Top of PROVIDED RECORDS

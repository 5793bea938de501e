//! Domain models shared by discovery, chain building, and scheduling.

pub mod job;
pub mod subject;
pub mod task_run;

pub use job::{JobOutcome, RunSummary};
pub use subject::Subject;
pub use task_run::TaskRunUnit;
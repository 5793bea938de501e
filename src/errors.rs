//! Error types shared across the orchestrator.

use std::fmt::{Display, Formatter};

/// Shared application result type.
pub type Result<T> = std::result::Result<T, AppError>;

/// Application error enumeration covering all domain failure modes.
#[derive(Debug)]
pub enum AppError {
    /// Configuration parsing or validation failure.
    Config(String),
    /// Roster file missing or unreadable.
    Roster(String),
    /// Session probing failure for a single subject/session pair.
    Discovery(String),
    /// Discovery cache could not be read, parsed, or written.
    Cache(String),
    /// A required external executable is not reachable.
    Toolchain(String),
    /// An external command could not be launched.
    Spawn(String),
    /// Shared job log could not be opened or appended to.
    Log(String),
    /// Completion marker could not be written.
    Marker(String),
    /// File-system or I/O operation failure.
    Io(String),
}

impl Display for AppError {
    fn fmt(&self, f: &mut Formatter<'_>) -> std::fmt::Result {
        match self {
            Self::Config(msg) => write!(f, "config: {msg}"),
            Self::Roster(msg) => write!(f, "roster: {msg}"),
            Self::Discovery(msg) => write!(f, "discovery: {msg}"),
            Self::Cache(msg) => write!(f, "cache: {msg}"),
            Self::Toolchain(msg) => write!(f, "toolchain: {msg}"),
            Self::Spawn(msg) => write!(f, "spawn: {msg}"),
            Self::Log(msg) => write!(f, "log: {msg}"),
            Self::Marker(msg) => write!(f, "marker: {msg}"),
            Self::Io(msg) => write!(f, "io: {msg}"),
        }
    }
}

impl std::error::Error for AppError {}

impl From<toml::de::Error> for AppError {
    fn from(err: toml::de::Error) -> Self {
        Self::Config(format!("invalid config: {err}"))
    }
}

impl From<serde_json::Error> for AppError {
    fn from(err: serde_json::Error) -> Self {
        Self::Cache(format!("invalid cache document: {err}"))
    }
}
//! Terminal job outcomes and the aggregate run summary.

use serde::Serialize;

/// Terminal state of one subject-job.
#[derive(Debug, Clone, Copy, PartialEq, Eq, Serialize)]
#[serde(rename_all = "snake_case", tag = "status")]
pub enum JobOutcome {
    /// Every stage ran and the completion marker was written.
    Completed,
    /// The completion marker already existed; nothing ran.
    AlreadyComplete,
    /// No session had data; nothing ran and no marker was written.
    NoSessions,
    /// A stage failed; carries the exit code of the first failure.
    Failed {
        /// Exit code reported by the failing unit.
        code: i32,
    },
}

impl JobOutcome {
    /// Whether the job ended without a failure.
    #[must_use]
    pub fn is_ok(self) -> bool {
        !matches!(self, Self::Failed { .. })
    }
}

/// Aggregate result of one scheduler run.
#[derive(Debug, Clone, Default, PartialEq, Eq, Serialize)]
pub struct RunSummary {
    /// Jobs that ran to completion.
    pub completed: usize,
    /// Jobs skipped by the idempotency gate.
    pub already_complete: usize,
    /// Jobs with nothing to do.
    pub no_sessions: usize,
    /// Jobs that failed.
    pub failed: usize,
    /// Highest number of subject slots held at once.
    pub peak_concurrency: usize,
}

impl RunSummary {
    /// Fold one job outcome into the summary.
    pub fn record(&mut self, outcome: JobOutcome) {
        match outcome {
            JobOutcome::Completed => self.completed += 1,
            JobOutcome::AlreadyComplete => self.already_complete += 1,
            JobOutcome::NoSessions => self.no_sessions += 1,
            JobOutcome::Failed { .. } => self.failed += 1,
        }
    }

    /// Total number of jobs that reached a terminal state.
    #[must_use]
    pub fn total(&self) -> usize {
        self.completed + self.already_complete + self.no_sessions + self.failed
    }

    /// Whether any job failed.
    #[must_use]
    pub fn has_failures(&self) -> bool {
        self.failed > 0
    }
}
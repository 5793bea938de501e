//! Shared, append-only job log.
//!
//! Every line has the shape `[<timestamp>] [<job-identity>] <message>`.
//! Jobs never write to the sink directly: each owns a [`JobLog`] that
//! formats complete lines, so concurrent jobs interleave only at line
//! granularity.

pub mod writer;

use std::sync::Arc;

use chrono::{DateTime, Local};
use tracing::warn;

pub use writer::SharedLogWriter;

/// Timestamp layout used in every log line.
pub const TIMESTAMP_FORMAT: &str = "%Y-%m-%d %H:%M:%S";

/// Appends complete lines to a persistent store.
///
/// Implementations must write each line in one piece; they are shared
/// across tasks via [`Arc`].
pub trait LogSink: Send + Sync {
    /// Append one line. `line` carries no trailing newline.
    ///
    /// # Errors
    ///
    /// Returns an error if the underlying write operation fails.
    fn append_line(&self, line: &str) -> crate::Result<()>;
}

/// Render one log line.
#[must_use]
pub fn format_line(timestamp: DateTime<Local>, identity: &str, message: &str) -> String {
    format!(
        "[{}] [{identity}] {message}",
        timestamp.format(TIMESTAMP_FORMAT)
    )
}

/// Start marker for a unit of work.
#[must_use]
pub fn start_marker(unit: &str) -> String {
    format!("=== START {unit} ===")
}

/// Success end marker for a unit of work.
#[must_use]
pub fn end_ok_marker(unit: &str) -> String {
    format!("=== END {unit} STATUS=OK ===")
}

/// Failure end marker for a unit of work.
#[must_use]
pub fn end_fail_marker(unit: &str, code: i32) -> String {
    format!("=== END {unit} STATUS=FAIL rc={code} ===")
}

/// Per-job handle that stamps lines with a timestamp and the job identity.
#[derive(Clone)]
pub struct JobLog {
    identity: String,
    sink: Arc<dyn LogSink>,
}

impl JobLog {
    /// Bind a job identity to the shared sink.
    #[must_use]
    pub fn new(identity: impl Into<String>, sink: Arc<dyn LogSink>) -> Self {
        Self {
            identity: identity.into(),
            sink,
        }
    }

    /// Identity printed in every line.
    #[must_use]
    pub fn identity(&self) -> &str {
        &self.identity
    }

    /// Append one message. Embedded line breaks are split into separate
    /// lines. Write failures are reported through tracing and otherwise
    /// ignored so a full disk cannot wedge a running job.
    pub fn emit(&self, message: &str) {
        for part in message.split('\n') {
            let part = part.strip_suffix('\r').unwrap_or(part);
            let line = format_line(Local::now(), &self.identity, part);
            if let Err(err) = self.sink.append_line(&line) {
                warn!(identity = %self.identity, %err, "failed to append job log line");
            }
        }
    }

    /// Write a start marker.
    pub fn start(&self, unit: &str) {
        self.emit(&start_marker(unit));
    }

    /// Write the end marker matching `code`.
    pub fn end(&self, unit: &str, code: i32) {
        if code == 0 {
            self.emit(&end_ok_marker(unit));
        } else {
            self.emit(&end_fail_marker(unit, code));
        }
    }
}

impl std::fmt::Debug for JobLog {
    fn fmt(&self, f: &mut std::fmt::Formatter<'_>) -> std::fmt::Result {
        f.debug_struct("JobLog")
            .field("identity", &self.identity)
            .finish_non_exhaustive()
    }
}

Bottom of PROVIDED RECORDS

*WHAT YOU WILL DO*: Copy out the listing above, line by line and exactly, from its first line to the line holding "single subject/session pair.", inclusive.

*SOLUTION TO THIS EXERCISE*:
repository 5793bea938de501e
//! Domain models shared by discovery, chain building, and scheduling.

pub mod job;
pub mod subject;
pub mod task_run;

pub use job::{JobOutcome, RunSummary};
pub use subject::Subject;
pub use task_run::TaskRunUnit;
repository 5793bea938de501e
filename src/errors.rs
//! Error types shared across the orchestrator.

use std::fmt::{Display, Formatter};

/// Shared application result type.
pub type Result<T> = std::result::Result<T, AppError>;

/// Application error enumeration covering all domain failure modes.
#[derive(Debug)]
pub enum AppError {
    /// Configuration parsing or validation failure.
    Config(String),
    /// Roster file missing or unreadable.
    Roster(String),
    /// Session probing failure for a single subject/session pair.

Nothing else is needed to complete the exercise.